CHAPTER XXI.—“SO CAREFUL OF THE TYPE.”

Why the chapter is a short one—Straw essential to brick-making—A suggestion regarding the king in “Hamlet”—The Irish attendant—The overland route—“Susanna and the editors”—“The violets of his wrath”—The clergyman’s favourite poem—A horticultural feat—A tulip transformed—The entertainment of an interment—The autotype of Russia—A remarkable conflagration and a still more remarkable dance—Paradise and the other place—Why the concert was a success—The land of Goschcn—A sporting item—A detective story—The flora and fauna—The Moors dictum—Absit omen!

IF this chapter is a short one, it is so for the best of reasons: it is meant to record some blunders of printers and others which impressed themselves upon me. It would obviously be impossible to make a chapter of the average length out of such a record. The really humorous faults in the setting up of anything I have ever written have been very few. In the printing of the original edition of my novel Daireen one of the most notable occurred in a first proof. Every chapter of this book is headed with a few lines from Hamlet, and one of these headings is from the well-known scene with Rosencrantz and Guildenstern,

Gull.—The King, sir——

Hamlet.—Ay, sir, what of him?

Gull.—Is in his retirement marvellous distempered.

Hamlet.—With drink, sir?

Gull.—No, my lord, rather with choler.

This was the dialogue as I had written it.

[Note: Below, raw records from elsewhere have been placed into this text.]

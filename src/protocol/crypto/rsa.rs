//! Server RSA key for RAOP receivers

use std::path::Path;

use rand::rngs::OsRng;
use rsa::pkcs1::DecodeRsaPrivateKey;
use rsa::pkcs8::DecodePrivateKey;
use rsa::traits::PublicKeyParts;
use rsa::{Oaep, Pkcs1v15Sign, RsaPrivateKey, RsaPublicKey};
use sha1::Sha1;

use super::CryptoError;

/// RSA key sizes used in RAOP
pub mod sizes {
    /// Modulus size of the AirPort Express key (2048 bits)
    pub const AIRPORT_MODULUS_BITS: usize = 2048;
    /// Modulus size used for generated keys
    pub const GENERATED_MODULUS_BITS: usize = 1024;
}

/// The receiver's long-lived RSA private key
///
/// Loaded once at startup and shared read-only (`Arc<ServerKey>`) with every
/// connection. It answers the `Apple-Challenge` handshake and unwraps the
/// per-session AES key sent in the `ANNOUNCE` body.
pub struct ServerKey {
    inner: RsaPrivateKey,
}

impl ServerKey {
    /// Generate a fresh 1024-bit key
    ///
    /// Senders that verify `Apple-Response` against Apple's public key will
    /// reject a generated key; it is fine for senders that do not.
    ///
    /// # Errors
    ///
    /// Returns `CryptoError::RngError` if key generation fails.
    pub fn generate() -> Result<Self, CryptoError> {
        Self::generate_with_bits(sizes::GENERATED_MODULUS_BITS)
    }

    /// Generate a fresh key with the given modulus size
    ///
    /// # Errors
    ///
    /// Returns `CryptoError::RngError` if key generation fails.
    pub fn generate_with_bits(bits: usize) -> Result<Self, CryptoError> {
        let inner = RsaPrivateKey::new(&mut OsRng, bits).map_err(|_| CryptoError::RngError)?;
        Ok(Self { inner })
    }

    /// Load from a PEM string, PKCS#1 (`RSA PRIVATE KEY`) or PKCS#8 (`PRIVATE KEY`)
    ///
    /// # Errors
    ///
    /// Returns `CryptoError::InvalidPrivateKey` if neither encoding parses.
    pub fn from_pem(pem: &str) -> Result<Self, CryptoError> {
        let inner = if pem.contains("BEGIN RSA PRIVATE KEY") {
            RsaPrivateKey::from_pkcs1_pem(pem)
                .map_err(|e| CryptoError::InvalidPrivateKey(e.to_string()))?
        } else {
            RsaPrivateKey::from_pkcs8_pem(pem)
                .map_err(|e| CryptoError::InvalidPrivateKey(e.to_string()))?
        };

        Ok(Self { inner })
    }

    /// Load from a PEM file
    ///
    /// # Errors
    ///
    /// Returns `CryptoError` if the file cannot be read or parsed.
    pub fn from_pem_file(path: impl AsRef<Path>) -> Result<Self, CryptoError> {
        let pem = std::fs::read_to_string(path)?;
        Self::from_pem(&pem)
    }

    /// Decrypt RSA-OAEP (SHA-1) data
    ///
    /// Used to unwrap the `rsaaeskey` attribute.
    ///
    /// # Errors
    ///
    /// Returns `CryptoError::DecryptionFailed` on malformed ciphertext.
    pub fn decrypt_oaep(&self, ciphertext: &[u8]) -> Result<Vec<u8>, CryptoError> {
        self.inner
            .decrypt(Oaep::new::<Sha1>(), ciphertext)
            .map_err(|e| CryptoError::DecryptionFailed(e.to_string()))
    }

    /// Raw private-key encryption with PKCS#1 v1.5 type-1 padding
    ///
    /// This is a signature over `message` with no digest prefix, which is what
    /// the `Apple-Response` header carries.
    ///
    /// # Errors
    ///
    /// Returns `CryptoError::EncryptionFailed` if the message is too long for
    /// the modulus.
    pub fn private_encrypt(&self, message: &[u8]) -> Result<Vec<u8>, CryptoError> {
        self.inner
            .sign(Pkcs1v15Sign::new_unprefixed(), message)
            .map_err(|e| CryptoError::EncryptionFailed(e.to_string()))
    }

    /// Get the corresponding public key
    #[must_use]
    pub fn public_key(&self) -> RsaPublicKey {
        self.inner.to_public_key()
    }

    /// Modulus size in bytes
    #[must_use]
    pub fn size(&self) -> usize {
        self.inner.size()
    }
}

impl std::fmt::Debug for ServerKey {
    fn fmt(&self, f: &mut std::fmt::Formatter<'_>) -> std::fmt::Result {
        f.debug_struct("ServerKey")
            .field("bits", &(self.size() * 8))
            .finish_non_exhaustive()
    }
}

The humorous printer added a letter that somewhat changed the sense. He made the line,—

“No, my lord, rather with cholera.”

This was probably an honest attempt on the compositor’s part to work out a “new reading,” and it certainly did not appear to me to be more extravagant than the scores of attempts made in the same direction. If this reading were accepted, the perturbation of Claudius during the players’ scene, and his hasty Bight before its conclusion, would be accounted for.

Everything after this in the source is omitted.